Há quem proponha o artificialismo do controle de capitais, mas a experiência internacional do uso desse instrumento não é uma boa, também não é por aí.
José Júlio Senna acha que é injusta a crítica ao Banco Central pelo custo do acúmulo de reservas; já Figueiredo acredita que o benefício de continuar acumulando reservas é cada vez menor daqui para a frente.
— O volume hoje é ótimo; o que nós achávamos bom tempos atrás é metade do que está aí — ressalta ele.
O câmbio será sempre polêmico; sempre foi. Na maioria das vezes no Brasil, era pelo problema oposto — a valorização excessiva do dólar.
Hoje, importadores têm grandes benefícios; exportadores estariam perdendo dinheiro.

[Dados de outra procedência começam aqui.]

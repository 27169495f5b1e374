use std::sync::Arc;
use std::time::Duration;
use tokio::io::{AsyncBufRead, AsyncBufReadExt, AsyncWrite, AsyncWriteExt};

use crate::client::CompletionClient;
use crate::config::CompletionSettings;
use crate::error::GatewayError;
use crate::models::{ChatMessage, CompletionRequest};
use crate::rate_limit::RateGate;
use crate::sanitize::Sanitizer;

// Pause after a denial so a held-down Enter key doesn't spin
pub const DENIAL_BACKOFF: Duration = Duration::from_secs(2);

/// Terminal chat: one prompt per line, one completion per prompt.
pub struct ChatLoop {
    gate: Arc<RateGate>,
    client: CompletionClient,
    sanitizer: Sanitizer,
    settings: CompletionSettings,
    denial_backoff: Duration,
}

impl ChatLoop {
    pub fn new(gate: Arc<RateGate>, client: CompletionClient, settings: CompletionSettings) -> Self {
        Self {
            gate,
            client,
            sanitizer: Sanitizer::default(),
            settings,
            denial_backoff: DENIAL_BACKOFF,
        }
    }

    pub fn with_denial_backoff(mut self, backoff: Duration) -> Self {
        self.denial_backoff = backoff;
        self
    }

    pub async fn run<R, W>(&self, input: R, mut output: W) -> std::io::Result<()>
    where
        R: AsyncBufRead + Unpin,
        W: AsyncWrite + Unpin,
    {
        let limits = self
            .gate
            .policies()
            .iter()
            .map(ToString::to_string)
            .collect::<Vec<_>>()
            .join(", ");
        output.write_all(b"=== TinyLM Chat ===\n").await?;
        output
            .write_all(format!("Note: Rate limited to {}\n", limits).as_bytes())
            .await?;
        output.write_all(b"Type 'exit' to quit\n\n").await?;
        output.flush().await?;

        let mut lines = input.lines();
        loop {
            output.write_all(b"You: ").await?;
            output.flush().await?;

            let Some(line) = lines.next_line().await? else {
                break;
            };
            let prompt = line.trim();
            if prompt.eq_ignore_ascii_case("exit") {
                output.write_all(b"Goodbye!\n").await?;
                break;
            }
            if prompt.is_empty() {
                continue;
            }

            match self.ask(prompt).await {
                Ok(reply) => {
                    output
                        .write_all(format!("\nAssistant: {}\n\n", reply).as_bytes())
                        .await?;
                }
                Err(GatewayError::QuotaExceeded(denial)) => {
                    output
                        .write_all(format!("\n{}\n\n", denial.message()).as_bytes())
                        .await?;
                    output.flush().await?;
                    tokio::time::sleep(self.denial_backoff).await;
                }
                Err(e) => {
                    tracing::warn!(error = %e, "chat turn failed");
                    output.write_all(format!("{}\n", e).as_bytes()).await?;
                }
            }
            output.flush().await?;
        }

        output.flush().await
    }

    // Gate first: a denied prompt never reaches the network
    pub async fn ask(&self, prompt: &str) -> Result<String, GatewayError> {
        self.gate.check()?;

        let request = CompletionRequest {
            model: self.settings.chat_model.clone(),
            messages: vec![ChatMessage::user(prompt)],
            temperature: self.settings.temperature,
            max_tokens: self.settings.chat_max_tokens,
        };
        let raw = self.client.complete(&request).await?;
        Ok(self.sanitizer.sanitize(&raw, prompt))
    }
}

Mas em muitos casos não estão, tanto que a exportação continua aumentando.
Em parte, porque os exportadores, em muitos casos, são também importadores. E porque os preços dos produtos exportados pelo Brasil subiram. Os que criticam o BC estão certos quando mostram números comprovando que a moeda brasileira, diante do dólar, tem se apreciado mais que outras moedas.
Seja esperar os ajustes naturais da queda dos juros e do aumento das importações; seja introduzir medida já usada no passado — utilizada atualmente na Argentina — como um imposto na exportação, nada terá resposta rápida.
A sensação de urgência em torno do câmbio só aconteceu porque caiu abaixo de R$ 2,10 no momento de escolha do Ministério, com luta interna no PT e luta do PT na base para aumentar seu poder no governo.
Muita coisa misturada. Além do mais, essa briga é muito útil a quem, neste aniversário festivo, prefere que não se discutam os problemas reais, os graves desvios éticos do PT. É mais fácil fazer o de sempre: achar um culpado “para tudo isso que está aí”.